Важнейшим из теоретических методов исследования является восхождение от абстрактного к конкретному, когда создание определенных абстракций (товар, материя) является необходимым для понимания полноты реальных связей и явлений.

Особо следует также сказать о сочетании исторического и логического методов. Такое сочетание совершенно необходимо при исследовании сложных развивающихся систем (эволюция вселенной, общества, происхождение жизни). В основе исторического метода лежит изучение деталей истории объекта, с целью выявления логики его развития. Логический же метод особенно ценен, когда неизвестны факты ранней истории: объективная логика явления раскрывается путем исследования высших стадий исторического процесса (развитие космических систем, живых видов, геологических систем, общества). В действительности оба эти метода тесно взаимосвязаны и дополняют друг друга («История без логики слепа, логика без истории беспредметна», – писал И. Кант).

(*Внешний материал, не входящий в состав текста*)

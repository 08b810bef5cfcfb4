//! Snapshot production and the rolling history.
//!
//! [`Sampler`] turns raw readings into immutable [`MetricSnapshot`]s,
//! deriving network rates from the previous call's counters, and appends
//! each snapshot to a fixed-capacity history. The history has its own lock
//! so chart readers never contend with the source.

use std::sync::{Arc, Mutex, PoisonError, RwLock};

use chrono::Utc;
use zerostat_core::history::{HistoryRing, DEFAULT_HISTORY_CAPACITY};
use zerostat_core::snapshot::{percent, MetricSnapshot};
use zerostat_core::types::Timestamp;

use crate::collector::MetricsSource;

/// Network counters and the time they were read.
#[derive(Debug, Clone, Copy)]
struct CounterMark {
    at: Timestamp,
    rx_bytes: u64,
    tx_bytes: u64,
}

struct SourceState {
    source: Box<dyn MetricsSource>,
    previous: Option<CounterMark>,
}

pub struct Sampler {
    state: Mutex<SourceState>,
    history: RwLock<HistoryRing<Arc<MetricSnapshot>>>,
}

impl Sampler {
    pub fn new(source: Box<dyn MetricsSource>) -> Self {
        Self::with_capacity(source, DEFAULT_HISTORY_CAPACITY)
    }

    pub fn with_capacity(source: Box<dyn MetricsSource>, capacity: usize) -> Self {
        Self {
            state: Mutex::new(SourceState {
                source,
                previous: None,
            }),
            history: RwLock::new(HistoryRing::new(capacity)),
        }
    }

    /// Take a reading now. Blocking; call from a blocking-capable context.
    pub fn sample(&self) -> Arc<MetricSnapshot> {
        self.sample_at(Utc::now())
    }

    /// Take a reading stamped `now`.
    ///
    /// Rates are zero on the first call and whenever no time has passed
    /// since the previous call. A counter that went backwards (interface
    /// reset) yields a zero rate for that call.
    ///
    /// A stamp older than the previous sample is raised to it, so callers
    /// that stamped before waiting on the lock never reorder the history.
    pub fn sample_at(&self, now: Timestamp) -> Arc<MetricSnapshot> {
        let mut state = self.state.lock().unwrap_or_else(PoisonError::into_inner);
        let now = match state.previous {
            Some(prev) => now.max(prev.at),
            None => now,
        };
        let raw = state.source.read();

        let (net_rx_rate, net_tx_rate) = match state.previous {
            Some(prev) => {
                let elapsed = now.signed_duration_since(prev.at).num_milliseconds() as f64 / 1000.0;
                if elapsed > 0.0 {
                    (
                        raw.net_rx_bytes.saturating_sub(prev.rx_bytes) as f64 / elapsed,
                        raw.net_tx_bytes.saturating_sub(prev.tx_bytes) as f64 / elapsed,
                    )
                } else {
                    (0.0, 0.0)
                }
            }
            None => (0.0, 0.0),
        };

        state.previous = Some(CounterMark {
            at: now,
            rx_bytes: raw.net_rx_bytes,
            tx_bytes: raw.net_tx_bytes,
        });

        let snapshot = Arc::new(MetricSnapshot {
            taken_at: now,
            cpu_percent: raw.cpu_percent,
            cpu_cores: raw.cpu_cores,
            mem_used_bytes: raw.mem_used_bytes,
            mem_total_bytes: raw.mem_total_bytes,
            mem_percent: percent(raw.mem_used_bytes, raw.mem_total_bytes),
            disk_used_bytes: raw.disk_used_bytes,
            disk_total_bytes: raw.disk_total_bytes,
            disk_percent: percent(raw.disk_used_bytes, raw.disk_total_bytes),
            net_rx_bytes: raw.net_rx_bytes,
            net_tx_bytes: raw.net_tx_bytes,
            net_rx_rate,
            net_tx_rate,
        });

        // Pushed while the source lock is held so history order matches
        // sampling order.
        self.history
            .write()
            .unwrap_or_else(PoisonError::into_inner)
            .push(Arc::clone(&snapshot));

        snapshot
    }

    /// Retained snapshots, oldest first.
    pub fn recent_history(&self) -> Vec<Arc<MetricSnapshot>> {
        self.history
            .read()
            .unwrap_or_else(PoisonError::into_inner)
            .ordered()
    }

    pub fn latest(&self) -> Option<Arc<MetricSnapshot>> {
        self.history
            .read()
            .unwrap_or_else(PoisonError::into_inner)
            .latest()
            .cloned()
    }

    pub fn history_capacity(&self) -> usize {
        self.history
            .read()
            .unwrap_or_else(PoisonError::into_inner)
            .capacity()
    }
}

// ---------------------------------------------------------------------------
// Tests
// ---------------------------------------------------------------------------
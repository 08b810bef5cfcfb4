//! Route definitions for runtime settings.

use axum::routing::get;
use axum::Router;

use crate::handlers::settings;
use crate::state::AppState;

/// Routes mounted at `/settings`.
///
/// ```text
/// GET /notifications   -> get_notifications
/// PUT /notifications   -> update_notifications
/// ```
pub fn router() -> Router<AppState> {
    Router::new().route(
        "/notifications",
        get(settings::get_notifications).put(settings::update_notifications),
    )
}
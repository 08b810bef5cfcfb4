use axum::extract::State;
use axum::{routing::get, Json, Router};
use serde::Serialize;

use crate::state::AppState;

/// Health check response payload.
#[derive(Serialize)]
pub struct HealthResponse {
    /// Overall service status.
    pub status: &'static str,
    /// Crate version from Cargo.toml.
    pub version: &'static str,
    /// Number of configured alert rules.
    pub rule_count: usize,
}

/// GET /health -- liveness plus a cheap view of the rule store.
async fn health_check(State(state): State<AppState>) -> Json<HealthResponse> {
    Json(HealthResponse {
        status: "ok",
        version: env!("CARGO_PKG_VERSION"),
        rule_count: state.rules.len().await,
    })
}

/// Mount health check routes (intended for root-level, NOT under `/api/v1`).
pub fn router() -> Router<AppState> {
    Router::new().route("/health", get(health_check))
}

То же самое правомерно сказать практически обо всех методах научного исследования, выбор и сочетание которых в конкретных исследовательских задачах определяется интуицией ученого, его знаниями и опытом. И, конечно, в любом случае и в первую очередь методы исследования подсказываются самими исследуемыми объектами.

Завершая главу, вновь подчеркнем, что естествознание относится к той области познания, духовной деятельности, о которой недопустимо судить по непосредственным практическим результатам. Это особенно важно учесть на нынешнем этапе нашей чрезмерно практизированной жизни. Вспоминается в этой связи, как на недавней международной конференции по образованию профессор Хартфордского университета (США), увлеченно рассказывавший, какие технические чудеса им удается совершать, с грустной улыбкой признал, что если бы сейчас к ним пришел наниматься на работу «некий Альберт Эйнштейн», его бы скорее всего не приняли.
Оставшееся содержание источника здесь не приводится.